-- PROVIDED RECORDS follows --

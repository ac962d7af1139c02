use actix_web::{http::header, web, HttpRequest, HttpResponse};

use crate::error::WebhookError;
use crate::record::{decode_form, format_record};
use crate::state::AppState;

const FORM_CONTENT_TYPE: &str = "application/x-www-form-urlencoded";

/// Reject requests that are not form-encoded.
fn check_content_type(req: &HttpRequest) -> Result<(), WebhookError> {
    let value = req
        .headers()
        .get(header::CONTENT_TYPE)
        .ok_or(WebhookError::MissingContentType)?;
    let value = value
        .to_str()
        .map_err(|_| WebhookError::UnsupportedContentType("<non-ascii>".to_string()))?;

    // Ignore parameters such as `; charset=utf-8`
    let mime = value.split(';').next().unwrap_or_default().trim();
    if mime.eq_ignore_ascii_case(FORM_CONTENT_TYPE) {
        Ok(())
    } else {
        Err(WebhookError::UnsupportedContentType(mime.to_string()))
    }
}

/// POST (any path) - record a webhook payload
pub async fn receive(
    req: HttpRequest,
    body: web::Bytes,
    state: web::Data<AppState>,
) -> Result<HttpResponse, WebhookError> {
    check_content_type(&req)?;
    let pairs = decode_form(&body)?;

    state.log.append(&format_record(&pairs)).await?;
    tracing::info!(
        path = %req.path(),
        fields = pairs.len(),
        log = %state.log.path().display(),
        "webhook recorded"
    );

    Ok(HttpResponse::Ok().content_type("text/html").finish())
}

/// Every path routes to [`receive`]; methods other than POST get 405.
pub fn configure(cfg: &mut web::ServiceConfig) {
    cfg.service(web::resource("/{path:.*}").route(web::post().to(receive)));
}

-- PROVIDED RECORDS concluded --
-- PROVIDED RECORDS follows --

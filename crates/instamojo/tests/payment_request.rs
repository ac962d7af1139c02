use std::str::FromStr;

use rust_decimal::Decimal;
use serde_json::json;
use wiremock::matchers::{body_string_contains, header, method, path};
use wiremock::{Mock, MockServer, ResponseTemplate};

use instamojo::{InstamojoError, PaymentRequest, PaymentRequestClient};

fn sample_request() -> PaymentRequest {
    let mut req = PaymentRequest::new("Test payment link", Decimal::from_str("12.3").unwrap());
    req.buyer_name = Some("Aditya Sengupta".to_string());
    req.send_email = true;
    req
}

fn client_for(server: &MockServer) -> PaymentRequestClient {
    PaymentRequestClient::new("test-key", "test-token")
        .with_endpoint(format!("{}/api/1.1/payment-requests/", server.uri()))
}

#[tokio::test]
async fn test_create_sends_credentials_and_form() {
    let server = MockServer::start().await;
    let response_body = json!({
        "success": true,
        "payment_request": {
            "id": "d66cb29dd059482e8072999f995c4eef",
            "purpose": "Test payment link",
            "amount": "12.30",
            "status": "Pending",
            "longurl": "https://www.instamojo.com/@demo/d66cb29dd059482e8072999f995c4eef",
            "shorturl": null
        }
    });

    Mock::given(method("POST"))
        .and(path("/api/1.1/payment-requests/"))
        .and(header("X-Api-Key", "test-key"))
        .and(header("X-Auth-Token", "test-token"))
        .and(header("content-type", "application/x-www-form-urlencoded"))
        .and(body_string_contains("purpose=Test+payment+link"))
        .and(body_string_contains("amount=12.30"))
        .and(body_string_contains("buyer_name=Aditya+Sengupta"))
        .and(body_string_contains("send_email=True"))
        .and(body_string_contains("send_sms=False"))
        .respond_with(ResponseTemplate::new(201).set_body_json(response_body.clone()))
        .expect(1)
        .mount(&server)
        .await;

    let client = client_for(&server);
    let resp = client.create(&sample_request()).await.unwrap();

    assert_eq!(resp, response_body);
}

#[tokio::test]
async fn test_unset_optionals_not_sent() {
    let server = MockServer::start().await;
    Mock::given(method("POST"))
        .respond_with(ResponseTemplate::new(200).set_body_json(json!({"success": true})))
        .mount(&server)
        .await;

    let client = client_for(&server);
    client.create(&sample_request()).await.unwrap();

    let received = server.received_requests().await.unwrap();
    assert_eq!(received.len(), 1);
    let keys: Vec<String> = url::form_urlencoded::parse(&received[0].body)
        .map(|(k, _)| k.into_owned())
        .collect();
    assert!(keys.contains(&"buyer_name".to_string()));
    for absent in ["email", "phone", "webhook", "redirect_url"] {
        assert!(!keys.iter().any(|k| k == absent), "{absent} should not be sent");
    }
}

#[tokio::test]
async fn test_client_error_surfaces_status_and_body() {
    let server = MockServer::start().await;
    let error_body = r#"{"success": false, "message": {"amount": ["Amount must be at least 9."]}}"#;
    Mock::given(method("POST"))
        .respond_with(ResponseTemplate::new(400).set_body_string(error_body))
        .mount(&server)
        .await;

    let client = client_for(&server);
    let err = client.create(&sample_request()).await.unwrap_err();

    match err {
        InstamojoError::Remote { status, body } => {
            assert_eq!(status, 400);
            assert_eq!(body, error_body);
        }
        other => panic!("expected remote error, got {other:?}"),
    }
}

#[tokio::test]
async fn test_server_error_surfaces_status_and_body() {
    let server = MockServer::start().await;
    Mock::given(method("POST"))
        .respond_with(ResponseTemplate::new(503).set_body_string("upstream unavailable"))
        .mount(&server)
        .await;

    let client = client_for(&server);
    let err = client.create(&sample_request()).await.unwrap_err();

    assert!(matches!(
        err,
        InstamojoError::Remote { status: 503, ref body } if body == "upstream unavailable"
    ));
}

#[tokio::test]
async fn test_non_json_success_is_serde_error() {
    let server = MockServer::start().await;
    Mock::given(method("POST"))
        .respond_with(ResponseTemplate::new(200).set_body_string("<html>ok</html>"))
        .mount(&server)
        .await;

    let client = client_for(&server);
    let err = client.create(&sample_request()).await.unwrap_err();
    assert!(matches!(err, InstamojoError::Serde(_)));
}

-- PROVIDED RECORDS concluded --
-- PROVIDED RECORDS follows --

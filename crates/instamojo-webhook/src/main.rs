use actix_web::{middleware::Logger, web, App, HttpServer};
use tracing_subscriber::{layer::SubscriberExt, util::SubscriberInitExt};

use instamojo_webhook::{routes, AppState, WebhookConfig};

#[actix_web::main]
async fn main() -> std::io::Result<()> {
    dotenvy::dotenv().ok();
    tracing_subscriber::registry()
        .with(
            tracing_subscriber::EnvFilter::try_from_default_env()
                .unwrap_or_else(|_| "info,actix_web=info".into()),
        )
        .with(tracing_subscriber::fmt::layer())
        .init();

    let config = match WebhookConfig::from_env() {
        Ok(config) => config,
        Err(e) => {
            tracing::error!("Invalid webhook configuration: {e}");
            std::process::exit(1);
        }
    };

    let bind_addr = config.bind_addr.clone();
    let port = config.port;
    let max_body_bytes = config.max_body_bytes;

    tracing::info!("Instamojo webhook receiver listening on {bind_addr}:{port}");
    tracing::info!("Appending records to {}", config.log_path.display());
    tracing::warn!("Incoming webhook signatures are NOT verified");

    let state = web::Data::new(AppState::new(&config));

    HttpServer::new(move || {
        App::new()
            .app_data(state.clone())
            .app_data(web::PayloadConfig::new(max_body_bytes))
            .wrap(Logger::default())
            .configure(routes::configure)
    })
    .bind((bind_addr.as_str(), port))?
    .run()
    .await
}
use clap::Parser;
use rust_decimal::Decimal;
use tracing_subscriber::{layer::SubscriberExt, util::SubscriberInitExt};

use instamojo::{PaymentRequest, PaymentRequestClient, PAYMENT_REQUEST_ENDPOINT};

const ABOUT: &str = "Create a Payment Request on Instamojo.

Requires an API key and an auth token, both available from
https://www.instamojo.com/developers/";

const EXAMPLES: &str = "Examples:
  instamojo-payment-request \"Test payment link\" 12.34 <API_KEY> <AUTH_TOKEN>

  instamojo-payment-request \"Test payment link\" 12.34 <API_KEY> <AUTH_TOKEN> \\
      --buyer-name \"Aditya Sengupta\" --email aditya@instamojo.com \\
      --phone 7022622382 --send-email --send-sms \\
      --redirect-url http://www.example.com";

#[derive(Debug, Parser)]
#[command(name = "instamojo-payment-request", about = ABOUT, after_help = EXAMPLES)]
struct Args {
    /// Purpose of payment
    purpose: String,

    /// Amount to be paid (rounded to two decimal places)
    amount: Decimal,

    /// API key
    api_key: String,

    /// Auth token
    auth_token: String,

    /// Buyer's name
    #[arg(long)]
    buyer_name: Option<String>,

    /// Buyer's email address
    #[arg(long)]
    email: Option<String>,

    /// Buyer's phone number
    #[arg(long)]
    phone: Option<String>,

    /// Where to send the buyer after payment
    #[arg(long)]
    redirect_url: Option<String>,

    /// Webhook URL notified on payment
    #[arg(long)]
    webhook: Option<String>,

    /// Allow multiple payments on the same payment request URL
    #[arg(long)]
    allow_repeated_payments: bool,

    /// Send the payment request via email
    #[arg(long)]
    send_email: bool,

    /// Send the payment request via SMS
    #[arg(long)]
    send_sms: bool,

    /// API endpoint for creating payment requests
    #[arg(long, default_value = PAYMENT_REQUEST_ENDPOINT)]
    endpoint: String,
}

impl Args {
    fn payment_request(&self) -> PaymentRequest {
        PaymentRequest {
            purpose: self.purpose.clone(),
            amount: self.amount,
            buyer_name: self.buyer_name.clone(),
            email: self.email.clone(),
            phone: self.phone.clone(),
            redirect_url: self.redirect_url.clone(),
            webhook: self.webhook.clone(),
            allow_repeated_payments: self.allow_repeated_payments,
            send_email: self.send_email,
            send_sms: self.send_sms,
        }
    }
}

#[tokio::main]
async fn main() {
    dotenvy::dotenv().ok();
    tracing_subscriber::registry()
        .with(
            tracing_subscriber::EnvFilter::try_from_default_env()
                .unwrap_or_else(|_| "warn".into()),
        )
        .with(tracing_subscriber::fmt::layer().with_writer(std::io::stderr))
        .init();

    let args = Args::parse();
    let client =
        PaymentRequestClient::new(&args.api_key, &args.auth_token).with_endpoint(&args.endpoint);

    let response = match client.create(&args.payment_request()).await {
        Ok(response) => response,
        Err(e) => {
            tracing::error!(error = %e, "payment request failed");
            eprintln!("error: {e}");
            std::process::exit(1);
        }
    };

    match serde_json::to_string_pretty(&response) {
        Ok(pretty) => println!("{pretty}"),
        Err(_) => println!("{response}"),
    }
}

-- PROVIDED RECORDS concluded --

▶ [WORK ORDER] From the records above, report the number of lines that hold the string "Sengupta" and add nothing.

▶ [FINISHED TASK] 3